Elizabeth Collins was found unresponsive in her room on the Oak Ward, a secure mental health unit at Royal Bolton Hospital, on the 4th August 2019. She was pronounced deceased after resuscitation efforts were unsuccessful.

The family had raised concerns about the management of her care whilst under Greater Manchester Mental Health (GMMH) and in particular the medication she was given and observation levels thereafter.

Assistant Coroner Mr Frodsham sitting with a jury at Greater Manchester West Coroner’s Court heard how Miss Collins had been under the care of psychiatric services for many years and had previously been admitted to hospital under the Mental Health Act.

Background

In April 2019 following a deterioration in her mental health, Miss Collins was admitted under Section 3 of the Mental Health Act. Elizabeth had been diagnosed with paranoid schizophrenia and had a significant history of abuse of illicit substances, including heroin for which she received prescribed methadone medication to manage her withdrawal.

On the 2nd August 2019, Miss Collins was granted Section 17 escorted leave from Salford Royal Hospital and she absconded; she later returned to hospital intoxicated on the evening of 3rd August 2019, by which point her bed had been re-allocted to another patient. Her regular medication was omitted due to her intoxication, and she was placed on 15-minute observations. She was then moved to the Oak Ward at Bolton Royal Hospital, arriving shortly after midnight on the 4th August.

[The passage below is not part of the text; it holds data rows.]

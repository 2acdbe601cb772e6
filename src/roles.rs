//! Role Derivation
//!
//! Classifies a wallet against the registry's authorization model:
//! one configured admin wallet, land inspectors identified by a non-zero
//! location assignment, revenue employees by a non-zero department
//! assignment, everyone else a plain citizen.
//!
//! The derivation is a pure function over already-fetched values so the
//! classification rules are testable without a node. The admin comparison
//! is case-insensitive on the hex form; the on-chain checks treat
//! "greater than zero" as "assigned". The reads that feed it fail soft to
//! zero at the call site: an unreachable node must never classify anyone
//! as staff.

use ethers::types::Address;
use serde::Serialize;

/// Primary role of a wallet, by precedence
#[derive(Debug, Clone, Copy, PartialEq, Eq, Serialize)]
#[serde(rename_all = "snake_case")]
pub enum Role {
    Admin,
    Inspector,
    Employee,
    Citizen,
}

impl std::fmt::Display for Role {
    fn fmt(&self, f: &mut std::fmt::Formatter<'_>) -> std::fmt::Result {
        let s = match self {
            Self::Admin => "admin",
            Self::Inspector => "inspector",
            Self::Employee => "employee",
            Self::Citizen => "citizen",
        };
        write!(f, "{s}")
    }
}

/// Full authorization view of a wallet
#[derive(Debug, Clone, Serialize)]
pub struct RoleFlags {
    pub admin: bool,
    pub inspector: bool,
    pub employee: bool,
    /// Location the inspector covers; zero when not an inspector
    pub inspector_location: u64,
    /// Department the employee belongs to; zero when not an employee
    pub employee_department: u64,
}

impl RoleFlags {
    /// The single role a dashboard routes on, by precedence
    pub fn primary(&self) -> Role {
        if self.admin {
            Role::Admin
        } else if self.inspector {
            Role::Inspector
        } else if self.employee {
            Role::Employee
        } else {
            Role::Citizen
        }
    }
}

/// Derive role flags from the configured admin wallet and the two
/// on-chain assignment reads.
pub fn derive_roles(
    account: Address,
    admin: Address,
    inspector_location: u64,
    employee_department: u64,
) -> RoleFlags {
    // Address equality on parsed values is inherently case-insensitive:
    // both sides come from hex strings of the same 20 bytes.
    RoleFlags {
        admin: account == admin,
        inspector: inspector_location > 0,
        employee: employee_department > 0,
        inspector_location,
        employee_department,
    }
}

#[cfg(test)]
mod tests {
    use super::*;
    use crate::chain::parse_address;

    const ADMIN: &str = "0x52908400098527886E0F7030069857D2E4169EE7";

    #[test]
    fn admin_match_is_case_insensitive() {
        let admin = parse_address(ADMIN).unwrap();
        let same_lowercase = parse_address(&ADMIN.to_lowercase()).unwrap();

        // Admin wins regardless of any on-chain assignments
        let flags = derive_roles(same_lowercase, admin, 4, 9);
        assert!(flags.admin);
        assert_eq!(flags.primary(), Role::Admin);
    }

    #[test]
    fn nonzero_location_makes_inspector() {
        let admin = parse_address(ADMIN).unwrap();
        let account = parse_address("0x8617E340B3D01FA5F11F306F4090FD50E238070D").unwrap();

        let flags = derive_roles(account, admin, 3, 0);
        assert!(flags.inspector);
        assert!(!flags.employee);
        assert_eq!(flags.primary(), Role::Inspector);
    }

    #[test]
    fn nonzero_department_makes_employee() {
        let admin = parse_address(ADMIN).unwrap();
        let account = parse_address("0x8617E340B3D01FA5F11F306F4090FD50E238070D").unwrap();

        let flags = derive_roles(account, admin, 0, 12);
        assert_eq!(flags.primary(), Role::Employee);
    }

    #[test]
    fn inspector_outranks_employee() {
        let admin = parse_address(ADMIN).unwrap();
        let account = parse_address("0x8617E340B3D01FA5F11F306F4090FD50E238070D").unwrap();

        let flags = derive_roles(account, admin, 1, 1);
        assert_eq!(flags.primary(), Role::Inspector);
    }

    #[test]
    fn zero_reads_classify_citizen() {
        let admin = parse_address(ADMIN).unwrap();
        let account = parse_address("0x8617E340B3D01FA5F11F306F4090FD50E238070D").unwrap();

        let flags = derive_roles(account, admin, 0, 0);
        assert!(!flags.admin && !flags.inspector && !flags.employee);
        assert_eq!(flags.primary(), Role::Citizen);
    }
}
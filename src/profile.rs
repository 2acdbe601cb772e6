//! User Profiles
//!
//! Off-chain identity documents: {name, PAN, Aadhaar, mobile} pinned to
//! IPFS as JSON, referenced on-chain only by CID. Identity numbers are
//! masked before the document ever leaves the process — the pinned copy
//! never contains the full values.

use regex::Regex;
use serde::{Deserialize, Serialize};
use std::sync::OnceLock;
use thiserror::Error;

/// Validation failures on profile input
#[derive(Debug, Error, PartialEq, Eq)]
pub enum ProfileError {
    #[error("Name must not be empty")]
    EmptyName,

    #[error("Invalid PAN: expected 5 letters, 4 digits, 1 letter")]
    InvalidPan,

    #[error("Invalid Aadhaar: expected 12 digits")]
    InvalidAadhaar,

    #[error("Invalid mobile number: expected 10 digits")]
    InvalidMobile,
}

/// Profile input as submitted by the user, unmasked
#[derive(Debug, Clone, Deserialize)]
pub struct ProfileInput {
    pub name: String,
    pub pan: String,
    pub aadhaar: String,
    pub mobile: String,
}

/// The document actually pinned: identity numbers masked
#[derive(Debug, Clone, PartialEq, Eq, Serialize, Deserialize)]
pub struct ProfileDocument {
    pub name: String,
    pub pan: String,
    pub aadhaar: String,
    pub mobile: String,
}

fn pan_re() -> &'static Regex {
    static RE: OnceLock<Regex> = OnceLock::new();
    RE.get_or_init(|| Regex::new(r"^[A-Z]{5}[0-9]{4}[A-Z]$").unwrap())
}

fn aadhaar_re() -> &'static Regex {
    static RE: OnceLock<Regex> = OnceLock::new();
    RE.get_or_init(|| Regex::new(r"^[0-9]{12}$").unwrap())
}

fn mobile_re() -> &'static Regex {
    static RE: OnceLock<Regex> = OnceLock::new();
    RE.get_or_init(|| Regex::new(r"^[0-9]{10}$").unwrap())
}

impl ProfileInput {
    /// Validate the raw input against the Indian identity formats
    pub fn validate(&self) -> Result<(), ProfileError> {
        if self.name.trim().is_empty() {
            return Err(ProfileError::EmptyName);
        }
        if !pan_re().is_match(&self.pan.to_uppercase()) {
            return Err(ProfileError::InvalidPan);
        }
        if !aadhaar_re().is_match(&self.aadhaar) {
            return Err(ProfileError::InvalidAadhaar);
        }
        if !mobile_re().is_match(&self.mobile) {
            return Err(ProfileError::InvalidMobile);
        }
        Ok(())
    }

    /// Validate, then produce the maskable document for pinning
    pub fn into_document(self) -> Result<ProfileDocument, ProfileError> {
        self.validate()?;
        Ok(ProfileDocument {
            name: self.name.trim().to_string(),
            pan: mask_pan(&self.pan.to_uppercase()),
            aadhaar: mask_aadhaar(&self.aadhaar),
            mobile: self.mobile,
        })
    }
}

/// Keep the first and last character, star everything between
pub fn mask_pan(pan: &str) -> String {
    let chars: Vec<char> = pan.chars().collect();
    if chars.len() < 3 {
        return "*".repeat(chars.len());
    }
    let mut masked = String::with_capacity(chars.len());
    masked.push(chars[0]);
    masked.extend(std::iter::repeat('*').take(chars.len() - 2));
    masked.push(chars[chars.len() - 1]);
    masked
}

/// Keep the last 4 digits, star the rest
pub fn mask_aadhaar(aadhaar: &str) -> String {
    let len = aadhaar.chars().count();
    if len <= 4 {
        return aadhaar.to_string();
    }
    let visible: String = aadhaar.chars().skip(len - 4).collect();
    format!("{}{}", "*".repeat(len - 4), visible)
}

#[cfg(test)]
mod tests {
    use super::*;

    fn valid_input() -> ProfileInput {
        ProfileInput {
            name: "Asha Rao".to_string(),
            pan: "ABCDE1234F".to_string(),
            aadhaar: "123412341234".to_string(),
            mobile: "9876543210".to_string(),
        }
    }

    #[test]
    fn valid_profile_passes() {
        assert!(valid_input().validate().is_ok());
    }

    #[test]
    fn pan_format_enforced() {
        let mut input = valid_input();
        input.pan = "1234ABCDEF".to_string();
        assert_eq!(input.validate(), Err(ProfileError::InvalidPan));
    }

    #[test]
    fn lowercase_pan_accepted() {
        let mut input = valid_input();
        input.pan = "abcde1234f".to_string();
        assert!(input.validate().is_ok());
    }

    #[test]
    fn aadhaar_and_mobile_lengths_enforced() {
        let mut input = valid_input();
        input.aadhaar = "12341234".to_string();
        assert_eq!(input.validate(), Err(ProfileError::InvalidAadhaar));

        let mut input = valid_input();
        input.mobile = "98765".to_string();
        assert_eq!(input.validate(), Err(ProfileError::InvalidMobile));
    }

    #[test]
    fn document_is_masked() {
        let doc = valid_input().into_document().unwrap();
        assert_eq!(doc.pan, "A********F");
        assert_eq!(doc.aadhaar, "********1234");
        // Name and mobile stay readable; mobile is needed for contact
        assert_eq!(doc.name, "Asha Rao");
        assert_eq!(doc.mobile, "9876543210");
    }

    #[test]
    fn masking_never_leaks_middle_characters() {
        let masked = mask_pan("ABCDE1234F");
        assert!(!masked.contains("BCDE"));
        assert!(!masked.contains("1234"));

        let masked = mask_aadhaar("123412341234");
        assert!(!masked.starts_with('1') || masked.starts_with('*'));
    }
}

Contrary to GMMH Trust policy Miss Collins was given her daily dose of 60mls methadone at 01:30 which should have been omitted whilst she was monitored for withdrawal. Some 12 hours later at 13:30 Miss Collins was administered another 60mls dose of methadone in breach of GMMH Trust policy.

Miss Collins’ presentation was such that she should have been monitored with increased observations and physical observations carried out. Had a set of physical observations been completed it is more likely than not that these would have been abnormal and the matter escalated to a doctor.

At 16:00 Elizabeth was observed on her knees, unconscious and snoring. In contrary to the completed observation log, insufficient observations were logged for the hours of 17:00 – 19:00. At 19:00 Elizabeth was observed and again at 19:15 where she was noted to be in a similar state but in the prone position on the floor. She was then assessed and it became apparent Elizabeth was unresponsive, cold to touch and not breathing, and CPR was commenced.

The jury concluded in their narrative conclusion that on the balance of probabilities, had Miss Collins’s physical health monitoring been increased and a doctor called to review her following the check at 15:00 she would not have died when she did.

The jury found in conclusion that “Elizabeth Collins died as the consequence of combined toxicity of her prescribed medication and illicitly obtained substances, contributed to by neglect.”

The family of Miss Collins were represented by Andrew Bridgman of St Johns Buildings Chambers and Mr David Corrigan of Farleys Solicitors.